John Andersen wrote:
On Sunday 23 July 2006 07:25, Brent Kennedy wrote:
  
But based on its current setup, spammers who probably
read this list, will most likely just feed good feedback about their mail
servers through those servers and corrupt the data.
    

And spammers already sign up with every isp they can find and
forward a few clean messages thru each one, then dump a huge 
load of spam till they get caught, and simply walk away from the
account (usually with an unpaid bill).  Ask any ISP abuse
admin.  

That will serve to poison the whitelist, leaving it with nothing
but a few corporate mailers, as every general purpose ISP will
fall into the yellow list in short order.
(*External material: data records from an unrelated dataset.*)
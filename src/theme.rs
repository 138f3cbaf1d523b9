use serde::{Deserialize, Serialize};
use std::collections::BTreeMap;

const MODERN_CATEGORY_COLORS: [(&str, &str, &str); 6] = [
    ("concept", "#EEF2FF", "#6366F1"),
    ("process", "#ECFDF5", "#10B981"),
    ("example", "#FFFBEB", "#F59E0B"),
    ("definition", "#F0F9FF", "#0EA5E9"),
    ("property", "#FDF2F8", "#EC4899"),
    ("question", "#FEF2F2", "#EF4444"),
];

const CLASSIC_CATEGORY_COLORS: [(&str, &str, &str); 6] = [
    ("concept", "#ECECFF", "#9370DB"),
    ("process", "#E8F5E9", "#4CAF50"),
    ("example", "#FFFFDE", "#AAAA33"),
    ("definition", "#E3F2FD", "#2196F3"),
    ("property", "#FCE4EC", "#E91E63"),
    ("question", "#FFEBEE", "#F44336"),
];

#[derive(Debug, Clone, PartialEq, Eq, Serialize, Deserialize)]
pub struct CategoryStyle {
    pub fill: String,
    pub border: String,
}

#[derive(Debug, Clone, Serialize, Deserialize)]
pub struct Theme {
    pub font_family: String,
    pub font_size: f32,
    pub text_color: String,
    pub line_color: String,
    pub highlight_color: String,
    pub edge_label_background: String,
    pub background: String,
    pub default_style: CategoryStyle,
    /// Keyed by lowercase category name.
    pub categories: BTreeMap<String, CategoryStyle>,
}

impl Theme {
    pub fn classic() -> Self {
        Self {
            font_family: "\"trebuchet ms\", verdana, arial, sans-serif".to_string(),
            font_size: 14.0,
            text_color: "#333333".to_string(),
            line_color: "#333333".to_string(),
            highlight_color: "#FF9800".to_string(),
            edge_label_background: "#E8E8E8".to_string(),
            background: "#FFFFFF".to_string(),
            default_style: CategoryStyle {
                fill: "#F5F5F5".to_string(),
                border: "#9E9E9E".to_string(),
            },
            categories: palette(&CLASSIC_CATEGORY_COLORS),
        }
    }

    pub fn modern() -> Self {
        Self {
            font_family: "Inter, Segoe UI, system-ui, -apple-system, sans-serif".to_string(),
            font_size: 13.0,
            text_color: "#1C2430".to_string(),
            line_color: "#7A8AA6".to_string(),
            highlight_color: "#F97316".to_string(),
            edge_label_background: "#FFFFFF".to_string(),
            background: "#FFFFFF".to_string(),
            default_style: CategoryStyle {
                fill: "#F8FAFF".to_string(),
                border: "#C7D2E5".to_string(),
            },
            categories: palette(&MODERN_CATEGORY_COLORS),
        }
    }

    /// Style for an open-vocabulary category. Unknown categories fall back to
    /// the default style.
    pub fn style_for(&self, category: &str) -> &CategoryStyle {
        let key = category.trim().to_lowercase();
        self.categories.get(&key).unwrap_or(&self.default_style)
    }
}

fn palette(colors: &[(&str, &str, &str)]) -> BTreeMap<String, CategoryStyle> {
    colors
        .iter()
        .map(|(name, fill, border)| {
            (
                name.to_string(),
                CategoryStyle {
                    fill: fill.to_string(),
                    border: border.to_string(),
                },
            )
        })
        .collect()
}

#[cfg(test)]
mod tests {
    use super::*;

    #[test]
    fn lookup_is_case_insensitive_with_fallback() {
        let theme = Theme::modern();
        assert_eq!(theme.style_for(" Process ").border, "#10B981");
        assert_eq!(theme.style_for("unheard-of"), &theme.default_style);
    }
}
Similarly, the blacklist will be fairly useless, because the companies
that specialize in spam-safe hosting can get an new IP in a heartbeat,
and can rent IPs all over the world.  When they move on, (and they
move rather quickly) you are left with a list of IPs that "at one time"
may have been used by a spammer.

Finally, the blacklist does not solve any problem not already handled by 
SURBL, and the other black hole lists.  

The white list is fairly well handled by SPF.  

The Yellowlist is what you need SA for  now, and this is unlikely to reduce
that need in any significant way.

To the extent there is any merit in it, it should be merged with SURBL. 

  


An ISP wpuld never be whitelisted anyhow. Whitelisting is for things like banks and other institutions and organizations that produce no spam. Yellowlisting is for ISPs so that they don't accidentally get blacklisted. SPF is useless because few are using it due to the fact that it just doesn't work.